2. Ensuite, le nouvel ALENA. Peu importe l’intransigeance des démocrates au Congrès américain; les tarifs douaniers sont apparus ces derniers mois comme le principal obstacle à la ratification de l’Accord Canada–États-Unis–Mexique non seulement aux États-Unis, mais également au Canada et au Mexique. On ignore si la détente tarifaire permettra de dénouer le blocage de longue date du Congrès, où les idées reçues veulent que de nombreux démocrates hésitent à donner au président Donald Trump un soupçon de victoire à l’approche des élections de 2020. Cependant, certains signes laissent penser que l’opposition risque de s’amenuiser: la présidente de la Chambre des représentants, Nancy Pelosi, largement perçue comme tenant le destin de l’accord entre ses mains, a envoyé des signaux positifs sur le désir de son parti de «se rendre à un Oui» à la suite d’une «réunion productive» plus tôt cette semaine avec le représentant américain au Commerce, Robert Lighthizer.

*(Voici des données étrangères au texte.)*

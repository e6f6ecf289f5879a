use crate::{CompletionResponse, EmbedResponse, EmbeddingProvider, LlmProvider, ProviderError};
use bytes::Bytes;
use reqwest::{Client, Response};
use serde::Deserialize;
use std::sync::Arc;
use std::time::Duration;

#[derive(Clone)]
pub struct OpenAiConfig {
    pub api_key: String,
    pub base_url: String,
    pub embedding_model: String,
    pub chat_model: String,
    pub timeout: Duration,
}

#[derive(Clone)]
pub struct OpenAiProvider {
    client: Client,
    cfg: Arc<OpenAiConfig>,
}

impl OpenAiProvider {
    pub fn new(cfg: OpenAiConfig) -> Result<Self, ProviderError> {
        if cfg.api_key.trim().is_empty() {
            return Err(ProviderError::RequestFailed("missing OpenAI API key".into()));
        }
        let client = Client::builder()
            .timeout(cfg.timeout)
            .build()
            .map_err(|e| ProviderError::RequestFailed(e.to_string()))?;
        Ok(Self {
            client,
            cfg: Arc::new(cfg),
        })
    }

    fn endpoint(&self, path: &str) -> String {
        format!("{}/v1/{}", self.cfg.base_url.trim_end_matches('/'), path)
    }
}

async fn check_status(resp: Response) -> Result<Response, ProviderError> {
    if resp.status().is_success() {
        return Ok(resp);
    }
    let status = resp.status();
    let body = resp.bytes().await.unwrap_or(Bytes::from_static(b""));
    Err(ProviderError::Status {
        status: status.as_u16(),
        body: String::from_utf8_lossy(&body).into_owned(),
    })
}

#[derive(Deserialize)]
struct EmbeddingApiResponse {
    data: Vec<EmbeddingData>,
}

#[derive(Deserialize)]
struct EmbeddingData {
    embedding: Vec<f32>,
    #[serde(default)]
    index: usize,
}

#[async_trait::async_trait]
impl EmbeddingProvider for OpenAiProvider {
    async fn embed(&self, texts: &[String]) -> Result<EmbedResponse, ProviderError> {
        #[derive(serde::Serialize)]
        struct EmbedRequest<'a> {
            model: &'a str,
            input: &'a [String],
        }

        if texts.is_empty() {
            return Ok(EmbedResponse {
                vectors: Vec::new(),
            });
        }

        let body = EmbedRequest {
            model: &self.cfg.embedding_model,
            input: texts,
        };

        let resp = self
            .client
            .post(self.endpoint("embeddings"))
            .bearer_auth(&self.cfg.api_key)
            .json(&body)
            .send()
            .await
            .map_err(|e| ProviderError::RequestFailed(e.to_string()))?;
        let resp = check_status(resp).await?;

        let mut parsed: EmbeddingApiResponse = resp
            .json()
            .await
            .map_err(|e| ProviderError::InvalidResponse(e.to_string()))?;
        parsed.data.sort_by_key(|d| d.index);
        if parsed.data.len() != texts.len() {
            return Err(ProviderError::InvalidResponse(format!(
                "{} embeddings returned for {} inputs",
                parsed.data.len(),
                texts.len()
            )));
        }

        Ok(EmbedResponse {
            vectors: parsed.data.into_iter().map(|d| d.embedding).collect(),
        })
    }
}

#[async_trait::async_trait]
impl LlmProvider for OpenAiProvider {
    async fn complete(&self, prompt: &str) -> Result<CompletionResponse, ProviderError> {
        #[derive(serde::Serialize)]
        struct ChatMessage<'a> {
            role: &'static str,
            content: &'a str,
        }
        #[derive(serde::Serialize)]
        struct ChatRequest<'a> {
            model: &'a str,
            messages: Vec<ChatMessage<'a>>,
            temperature: f32,
        }
        #[derive(Deserialize)]
        struct Choice {
            message: ChatMessageResp,
        }
        #[derive(Deserialize)]
        struct ChatMessageResp {
            #[serde(default)]
            content: Option<String>,
        }
        #[derive(Deserialize)]
        struct ChatApiResponse {
            choices: Vec<Choice>,
        }

        let body = ChatRequest {
            model: &self.cfg.chat_model,
            messages: vec![ChatMessage {
                role: "user",
                content: prompt,
            }],
            temperature: 0.0,
        };

        let resp = self
            .client
            .post(self.endpoint("chat/completions"))
            .bearer_auth(&self.cfg.api_key)
            .json(&body)
            .send()
            .await
            .map_err(|e| ProviderError::RequestFailed(e.to_string()))?;
        let resp = check_status(resp).await?;

        let parsed: ChatApiResponse = resp
            .json()
            .await
            .map_err(|e| ProviderError::InvalidResponse(e.to_string()))?;

        let content = parsed
            .choices
            .into_iter()
            .next()
            .ok_or_else(|| ProviderError::InvalidResponse("no choices in completion".into()))?
            .message
            .content
            .unwrap_or_default();

        Ok(CompletionResponse { content })
    }
}

#[cfg(test)]
mod tests {
    use super::*;

    fn cfg(base_url: &str) -> OpenAiConfig {
        OpenAiConfig {
            api_key: "sk-test".into(),
            base_url: base_url.into(),
            embedding_model: "text-embedding-ada-002".into(),
            chat_model: "gpt-3.5-turbo".into(),
            timeout: Duration::from_secs(5),
        }
    }

    #[test]
    fn endpoint_trims_trailing_slash() {
        let provider = OpenAiProvider::new(cfg("https://api.openai.com/")).unwrap();
        assert_eq!(
            provider.endpoint("embeddings"),
            "https://api.openai.com/v1/embeddings"
        );
    }

    #[test]
    fn blank_key_is_rejected() {
        let mut c = cfg("https://api.openai.com");
        c.api_key = "  ".into();
        assert!(OpenAiProvider::new(c).is_err());
    }

    #[tokio::test]
    async fn empty_batch_skips_request() {
        // Unroutable base URL: any real request would fail.
        let provider = OpenAiProvider::new(cfg("http://127.0.0.1:9")).unwrap();
        let resp = provider.embed(&[]).await.unwrap();
        assert!(resp.vectors.is_empty());
    }
}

3. Le casse-tête chinois. Le Canada est coincé entre les tirs croisés des États-Unis et de la Chine depuis que Meng Wanzhou, la directrice financière de Huawei, a été arrêtée à Vancouver à la fin de l’année dernière à la demande du département de la Justice des États-Unis. Mme Weng, que les Américains accusent d’avoir menti à des banques au sujet de ses relations avec l’Iran, attend une audience pour déterminer si elle sera extradée aux États-Unis pour faire face à la justice américaine. La Chine a depuis arrêté deux Canadiens soupçonnés d’espionnage et a condamné à mort un troisième pour trafic de drogue. L’accord tarifaire de vendredi, qui prévoit l’aide du Canada pour contrôler le marché nord-américain de l’acier contre le dumping chinois, pourrait être considéré comme rapprochant le Canada des États-Unis.

4. Les élections fédérales. Dans un contexte où les électeurs seront appelés aux urnes cet automne, les sondages indiquent que le premier ministre Justin Trudeau est en difficulté. Mais Donald Trump est profondément impopulaire et les tarifs n’ont pas aidé. L’annonce de vendredi donnera aux libéraux l’occasion de se présenter comme le seul parti ayant de l’expérience — et des succès — face à un commandant en chef aussi imprévisible que combatif. Comptez sur les conservateurs pour faire de leur mieux afin de contrer cette perception lorsque la Chambre des communes reprendra ses travaux le 27 mai après la pause de la semaine prochaine.

5. L’élection américaine. À l’approche de 2020, attendez-vous à ce que Donald Trump déploie l’artillerie lourde pour que le Congrès ratifie l’Accord Canada–États-Unis–Mexique et lui donne des munitions indispensables pour la campagne électorale. Les démocrates, qui contrôlent la Chambre des représentants et qui n’ont jamais été de grands partisans du libre-échange, seront-ils disposés à lui accorder une victoire? Ou se contenteront-ils de mener d’autres batailles de plus haut calibre, méfiants de la réaction des électeurs qui souhaitent voir l’accord ratifié?